And then I am stuck. Inside the lies, inside the time of what was and what should have been, could have been. Replaying the words, spoken to me and over me. Might as well have been written in me, one me. It shaped me, made me, built me and broke me. Sharpie.

It burns in my stomach, pounds in my head, rips my defenses. Not this again.

The numbing spread wide, covering my inside. Just when I think I might break, rest.

The illusion of safety, was just that. Illusion. No weeping for now, no tissues needed. Too gone for that in this season.

I ask and I ask but I know, ” I’m too much”. Caught in the twist, no one to take responsibility for this. Left in the mess. Alone. Forgotten. Cries with no sound fall on deaf ears abound.

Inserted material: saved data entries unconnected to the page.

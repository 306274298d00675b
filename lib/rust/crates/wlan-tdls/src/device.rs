// Copyright 2019 The Fuchsia Authors. All rights reserved.
// Use of this source code is governed by a BSD-style license that can be
// found in the LICENSE file.

use {
    crate::{
        error::Error,
        frame::Elements,
        mac::{MacAddr, MacFmt},
    },
    std::fmt,
    zeroize::Zeroize,
};

#[cfg(test)]
pub use test_utils::*;

/// Index of a peer in the hardware MAC table.
#[derive(Debug, Clone, Copy, PartialEq, Eq, Hash)]
pub struct Wcid(pub u8);

#[derive(Debug, Clone, Copy, PartialEq, Eq)]
pub enum CipherSuite {
    Ccmp128,
}

/// Pairwise key for a direct link. The key bytes are cleared when dropped.
#[derive(Clone, PartialEq)]
pub struct KeyConfig {
    pub peer: MacAddr,
    pub wcid: Wcid,
    pub cipher: CipherSuite,
    pub key: Vec<u8>,
}

impl Drop for KeyConfig {
    fn drop(&mut self) {
        self.key.zeroize();
    }
}

impl fmt::Debug for KeyConfig {
    fn fmt(&self, f: &mut fmt::Formatter<'_>) -> fmt::Result {
        f.debug_struct("KeyConfig")
            .field("peer", &self.peer.to_mac_str())
            .field("wcid", &self.wcid)
            .field("cipher", &self.cipher)
            .finish()
    }
}

/// Capabilities a peer advertised during setup, used to program its MAC table entry.
#[derive(Debug, Clone, Default, PartialEq, Eq)]
pub struct PeerCapabilities {
    pub capability_info: u16,
    pub supported_rates: Vec<u8>,
    pub ext_supported_rates: Vec<u8>,
    pub ht_capabilities: Option<Vec<u8>>,
    pub ext_capabilities: Option<Vec<u8>>,
    pub qos_info: Option<u8>,
}

impl PeerCapabilities {
    pub fn from_elements(capability_info: u16, elements: &Elements) -> Self {
        Self {
            capability_info,
            supported_rates: elements.supported_rates.clone().unwrap_or_default(),
            ext_supported_rates: elements.ext_supported_rates.clone().unwrap_or_default(),
            ht_capabilities: elements.ht_capabilities.clone(),
            ext_capabilities: elements.ext_capabilities.clone(),
            qos_info: elements.qos_capability.as_ref().and_then(|qos| qos.first().copied()),
        }
    }
}

/// Services the embedding driver provides to the TDLS state machine.
pub trait DeviceOps {
    /// Sends an Ethernet II frame carrying a TDLS action. Frames sent `via_ap` are relayed
    /// by the AP instead of using the direct link.
    fn send_frame(&mut self, frame: Vec<u8>, via_ap: bool) -> Result<(), Error>;
    /// Sends a public action frame body to `dst`.
    fn send_public_action(&mut self, dst: MacAddr, body: Vec<u8>) -> Result<(), Error>;
    /// Adds the peer to the MAC table.
    fn configure_peer(&mut self, peer: &MacAddr, caps: &PeerCapabilities) -> Result<Wcid, Error>;
    fn set_key(&mut self, key: KeyConfig) -> Result<(), Error>;
    /// Removes the peer's key and MAC table entry.
    fn clear_peer(&mut self, wcid: Wcid, peer: &MacAddr) -> Result<(), Error>;
}


#[cfg(test)]
mod tests {
    use super::*;

    #[test]
    fn peer_capabilities_from_elements() {
        let elements = Elements {
            supported_rates: Some(vec![0x82, 0x84]),
            qos_capability: Some(vec![0x0f]),
            ht_capabilities: Some(vec![0x6e; 26]),
            ..Default::default()
        };
        let caps = PeerCapabilities::from_elements(0x0421, &elements);
        assert_eq!(caps.capability_info, 0x0421);
        assert_eq!(caps.supported_rates, vec![0x82, 0x84]);
        assert!(caps.ext_supported_rates.is_empty());
        assert_eq!(caps.qos_info, Some(0x0f));
        assert_eq!(caps.ht_capabilities, Some(vec![0x6e; 26]));
    }

    #[test]
    fn key_config_debug_hides_key() {
        let key = KeyConfig {
            peer: [1; 6],
            wcid: Wcid(3),
            cipher: CipherSuite::Ccmp128,
            key: vec![0xab; 16],
        };
        let debug = format!("{:?}", key);
        assert!(debug.contains("01:01:01:01:01:01"));
        assert!(!debug.contains("171"));
    }

    #[test]
    fn fake_device_clear_peer() {
        let mut device = FakeDevice::new();
        let wcid = device.configure_peer(&[1; 6], &PeerCapabilities::default()).expect("add");
        device
            .set_key(KeyConfig { peer: [1; 6], wcid, cipher: CipherSuite::Ccmp128, key: vec![1] })
            .expect("set key");
        device.clear_peer(wcid, &[1; 6]).expect("clear");
        assert!(device.peers.is_empty());
        assert!(device.keys.is_empty());
        assert_eq!(device.cleared, vec![(wcid, [1; 6])]);
    }
}
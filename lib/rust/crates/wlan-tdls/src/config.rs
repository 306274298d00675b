// Copyright 2019 The Fuchsia Authors. All rights reserved.
// Use of this source code is governed by a BSD-style license that can be
// found in the LICENSE file.

use {
    crate::event::{DEFAULT_SETUP_TIMEOUT, DEFAULT_TRAFFIC_RESPONSE_TIMEOUT},
    std::time::Duration,
};

/// TDLS_KEY_TIMEOUT: the shortest key lifetime accepted in a Setup Response.
pub const MIN_KEY_LIFETIME_SECONDS: u32 = 3600;
/// MAX_NUM_OF_TDLS_ENTRY
pub const MAX_NUM_OF_TDLS_ENTRY: usize = 8;

// IEEE Std 802.11-2016, 9.4.1.4: ESS, short preamble, short slot time.
pub const DEFAULT_CAPABILITY_INFO: u16 = 0x0421;

// IEEE Std 802.11-2016, 9.4.1.17: U-APSD for all four access categories.
pub const DEFAULT_QOS_INFO: u8 = 0x0f;

// WMM Parameter element body: OUI 00-50-F2, type 2, subtype 1, version 1, QoS info,
// reserved, then the BE, BK, VI and VO parameter records.
pub const DEFAULT_WMM_PARAMETER: [u8; 24] = [
    0x00, 0x50, 0xf2, 0x02, 0x01, 0x01, DEFAULT_QOS_INFO, 0x00, //
    0x03, 0xa4, 0x00, 0x00, //
    0x27, 0xa4, 0x00, 0x00, //
    0x42, 0x43, 0x5e, 0x00, //
    0x62, 0x32, 0x2f, 0x00,
];

#[derive(Debug, Clone, PartialEq)]
pub struct TdlsConfig {
    /// When disabled, no RSNE, FTIE or Timeout Interval is exchanged and no key installed.
    pub security_enabled: bool,
    /// Lifetime offered in Setup Requests, in seconds.
    pub key_lifetime: u32,
    pub min_key_lifetime: u32,
    pub setup_timeout: Duration,
    pub traffic_response_timeout: Duration,
    pub max_entries: usize,
    pub capability_info: u16,
    pub supported_rates: Vec<u8>,
    pub ext_supported_rates: Vec<u8>,
    pub ht_capabilities: Option<[u8; 26]>,
    /// Sent in the Setup Confirm when both peers support HT.
    pub ht_operation: Option<[u8; 22]>,
    pub ext_capabilities: Option<Vec<u8>>,
    /// Body of the QoS Capability element.
    pub qos_info: Option<u8>,
    /// Body of the WMM Parameter element sent in the Setup Confirm.
    pub wmm_parameter: Option<Vec<u8>>,
    pub auto_link: AutoLinkConfig,
}

impl Default for TdlsConfig {
    fn default() -> Self {
        Self {
            security_enabled: true,
            key_lifetime: MIN_KEY_LIFETIME_SECONDS,
            min_key_lifetime: MIN_KEY_LIFETIME_SECONDS,
            setup_timeout: DEFAULT_SETUP_TIMEOUT,
            traffic_response_timeout: DEFAULT_TRAFFIC_RESPONSE_TIMEOUT,
            max_entries: MAX_NUM_OF_TDLS_ENTRY,
            capability_info: DEFAULT_CAPABILITY_INFO,
            supported_rates: vec![0x82, 0x84, 0x8b, 0x96, 0x0c, 0x12, 0x18, 0x24],
            ext_supported_rates: vec![0x30, 0x48, 0x60, 0x6c],
            ht_capabilities: None,
            ht_operation: None,
            // Extended Capabilities with TDLS Support (bit 37) set.
            ext_capabilities: Some(vec![0, 0, 0, 0, 0x20]),
            qos_info: Some(DEFAULT_QOS_INFO),
            wmm_parameter: Some(DEFAULT_WMM_PARAMETER.to_vec()),
            auto_link: AutoLinkConfig::default(),
        }
    }
}

#[derive(Debug, Clone, PartialEq)]
pub struct AutoLinkConfig {
    pub enabled: bool,
    /// dBm; links are set up above this signal strength.
    pub setup_rssi_threshold: i8,
    /// dBm; links are torn down below this signal strength.
    pub teardown_rssi_threshold: i8,
    pub teardown_retry_count: u8,
    /// Number of samples of the RSSI moving average.
    pub ewma_weight: u8,
}

impl Default for AutoLinkConfig {
    fn default() -> Self {
        Self {
            enabled: false,
            setup_rssi_threshold: -60,
            teardown_rssi_threshold: -80,
            teardown_retry_count: 2,
            ewma_weight: 4,
        }
    }
}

Quiet. The stillness. It lurks. Fear at each turn. They tell you to mourn. You want to do good, can’t seem to make it right.

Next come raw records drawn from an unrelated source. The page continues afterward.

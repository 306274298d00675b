// Copyright 2019 The Fuchsia Authors. All rights reserved.
// Use of this source code is governed by a BSD-style license that can be
// found in the LICENSE file.

use {
    crate::{
        error::{FrameParseError, FrameWriteError},
        ie::{self, Id},
        mac::{
            EthernetFrame, EthernetIIHdr, MacAddr, ReasonCode, StatusCode, ETHER_TYPE_TDLS,
            PAYLOAD_TYPE_TDLS,
        },
    },
    byteorder::{LittleEndian, ReadBytesExt, WriteBytesExt},
    std::io::Cursor,
    zerocopy::{byteorder::U16, AsBytes},
};

// IEEE Std 802.11-2016, 9.4.1.11, Table 9-47
pub const CATEGORY_PUBLIC: u8 = 4;
pub const CATEGORY_TDLS: u8 = 12;

// IEEE Std 802.11-2016, 9.6.8.1, Table 9-307
pub const PUBLIC_ACTION_TDLS_DISCOVERY_RESPONSE: u8 = 14;

// IEEE Std 802.11-2016, 9.6.13.1, Table 9-363
#[derive(PartialEq, Eq, Clone, Copy, Debug)]
pub struct ActionCode(pub u8);

impl ActionCode {
    pub const SETUP_REQUEST: Self = Self(0);
    pub const SETUP_RESPONSE: Self = Self(1);
    pub const SETUP_CONFIRM: Self = Self(2);
    pub const TEARDOWN: Self = Self(3);
    pub const PEER_TRAFFIC_INDICATION: Self = Self(4);
    pub const PEER_TRAFFIC_RESPONSE: Self = Self(9);
    pub const DISCOVERY_REQUEST: Self = Self(10);
}

// IEEE Std 802.11-2016, 9.6.13.2
const SETUP_REQUEST_IES: &[Id] = &[
    Id::SUPPORTED_RATES,
    Id::COUNTRY,
    Id::EXT_SUPPORTED_RATES,
    Id::SUPPORTED_CHANNELS,
    Id::RSNE,
    Id::EXT_CAPABILITIES,
    Id::QOS_CAPABILITY,
    Id::FTIE,
    Id::TIMEOUT_INTERVAL,
    Id::SUPPORTED_REGULATORY_CLASSES,
    Id::HT_CAPABILITIES,
    Id::BSS_COEXISTENCE,
    Id::LINK_IDENTIFIER,
];

// IEEE Std 802.11-2016, 9.6.13.3
const SETUP_RESPONSE_IES: &[Id] = &[
    Id::SUPPORTED_RATES,
    Id::COUNTRY,
    Id::EXT_SUPPORTED_RATES,
    Id::SUPPORTED_CHANNELS,
    Id::RSNE,
    Id::EXT_CAPABILITIES,
    Id::QOS_CAPABILITY,
    Id::FTIE,
    Id::TIMEOUT_INTERVAL,
    Id::SUPPORTED_REGULATORY_CLASSES,
    Id::HT_CAPABILITIES,
    Id::BSS_COEXISTENCE,
    Id::LINK_IDENTIFIER,
];

// IEEE Std 802.11-2016, 9.6.13.4
const SETUP_CONFIRM_IES: &[Id] = &[
    Id::RSNE,
    Id::VENDOR_SPECIFIC,
    Id::FTIE,
    Id::TIMEOUT_INTERVAL,
    Id::HT_OPERATION,
    Id::LINK_IDENTIFIER,
];

// IEEE Std 802.11-2016, 9.6.13.5
const TEARDOWN_IES: &[Id] = &[Id::FTIE, Id::LINK_IDENTIFIER];

// IEEE Std 802.11-2016, 9.6.13.6 and 9.6.13.10
const PEER_TRAFFIC_INDICATION_IES: &[Id] = &[Id::LINK_IDENTIFIER, Id::PU_BUFFER_STATUS];
const PEER_TRAFFIC_RESPONSE_IES: &[Id] = &[Id::LINK_IDENTIFIER];

// IEEE Std 802.11-2016, 9.6.13.11
const DISCOVERY_REQUEST_IES: &[Id] = &[Id::LINK_IDENTIFIER];

// IEEE Std 802.11-2016, 9.6.8.16
const DISCOVERY_RESPONSE_IES: &[Id] = &[
    Id::SUPPORTED_RATES,
    Id::EXT_SUPPORTED_RATES,
    Id::SUPPORTED_CHANNELS,
    Id::RSNE,
    Id::EXT_CAPABILITIES,
    Id::FTIE,
    Id::TIMEOUT_INTERVAL,
    Id::SUPPORTED_REGULATORY_CLASSES,
    Id::HT_CAPABILITIES,
    Id::BSS_COEXISTENCE,
    Id::LINK_IDENTIFIER,
];

/// Raw bodies of the elements a TDLS frame may carry. Fixed-layout elements are kept as
/// received so that policy checks can report length errors with the right status code and
/// so MICs are computed over the exact bytes on the wire.
#[derive(Default, PartialEq, Eq, Clone, Debug)]
pub struct Elements {
    pub supported_rates: Option<Vec<u8>>,
    pub ext_supported_rates: Option<Vec<u8>>,
    pub country: Option<Vec<u8>>,
    pub supported_channels: Option<Vec<u8>>,
    pub rsne: Option<Vec<u8>>,
    pub ext_capabilities: Option<Vec<u8>>,
    pub qos_capability: Option<Vec<u8>>,
    pub ftie: Option<Vec<u8>>,
    pub timeout_interval: Option<Vec<u8>>,
    pub supported_regulatory_classes: Option<Vec<u8>>,
    pub ht_capabilities: Option<Vec<u8>>,
    pub ht_operation: Option<Vec<u8>>,
    pub bss_coexistence: Option<Vec<u8>>,
    pub wmm_parameter: Option<Vec<u8>>,
    pub link_id: Option<Vec<u8>>,
    pub pu_buffer_status: Option<Vec<u8>>,
}

impl Elements {
    /// Collects known elements. The first occurrence of an element wins and unknown
    /// elements are skipped.
    pub fn parse(bytes: &[u8]) -> Self {
        let mut elements = Elements::default();
        for (id, body) in ie::Reader::new(bytes) {
            if let Some(slot) = elements.slot_mut(id) {
                if slot.is_none() {
                    slot.replace(body.to_vec());
                }
            }
        }
        elements
    }

    pub fn get(&self, id: Id) -> Option<&[u8]> {
        let slot = match id {
            Id::SUPPORTED_RATES => &self.supported_rates,
            Id::EXT_SUPPORTED_RATES => &self.ext_supported_rates,
            Id::COUNTRY => &self.country,
            Id::SUPPORTED_CHANNELS => &self.supported_channels,
            Id::RSNE => &self.rsne,
            Id::EXT_CAPABILITIES => &self.ext_capabilities,
            Id::QOS_CAPABILITY => &self.qos_capability,
            Id::FTIE => &self.ftie,
            Id::TIMEOUT_INTERVAL => &self.timeout_interval,
            Id::SUPPORTED_REGULATORY_CLASSES => &self.supported_regulatory_classes,
            Id::HT_CAPABILITIES => &self.ht_capabilities,
            Id::HT_OPERATION => &self.ht_operation,
            Id::BSS_COEXISTENCE => &self.bss_coexistence,
            Id::VENDOR_SPECIFIC => &self.wmm_parameter,
            Id::LINK_IDENTIFIER => &self.link_id,
            Id::PU_BUFFER_STATUS => &self.pu_buffer_status,
            _ => return None,
        };
        slot.as_ref().map(|body| &body[..])
    }

    fn slot_mut(&mut self, id: Id) -> Option<&mut Option<Vec<u8>>> {
        let slot = match id {
            Id::SUPPORTED_RATES => &mut self.supported_rates,
            Id::EXT_SUPPORTED_RATES => &mut self.ext_supported_rates,
            Id::COUNTRY => &mut self.country,
            Id::SUPPORTED_CHANNELS => &mut self.supported_channels,
            Id::RSNE => &mut self.rsne,
            Id::EXT_CAPABILITIES => &mut self.ext_capabilities,
            Id::QOS_CAPABILITY => &mut self.qos_capability,
            Id::FTIE => &mut self.ftie,
            Id::TIMEOUT_INTERVAL => &mut self.timeout_interval,
            Id::SUPPORTED_REGULATORY_CLASSES => &mut self.supported_regulatory_classes,
            Id::HT_CAPABILITIES => &mut self.ht_capabilities,
            Id::HT_OPERATION => &mut self.ht_operation,
            Id::BSS_COEXISTENCE => &mut self.bss_coexistence,
            Id::VENDOR_SPECIFIC => &mut self.wmm_parameter,
            Id::LINK_IDENTIFIER => &mut self.link_id,
            Id::PU_BUFFER_STATUS => &mut self.pu_buffer_status,
            _ => return None,
        };
        Some(slot)
    }

    fn write(&self, buf: &mut Vec<u8>, order: &[Id]) -> Result<(), FrameWriteError> {
        for id in order {
            ie::write_opt_ie(buf, *id, self.get(*id))?;
        }
        Ok(())
    }
}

You think and you think. Because there must be a link, that makes me different from them. How’d you turn out so far gone in the end?

This little girl trapped in a body much to old for her.

She looks around at her peers, her friends known as family. Most with spouses and kids on their way to owning houses. They got 9 to 5 while she sits alone dying inside. quiet inside not yearning one bit.

For she, she just wants to belong.

She holds a small candle, deep in her heart. No one sees it there. Sometimes she’s afraid it’s gone out. The black is so dark.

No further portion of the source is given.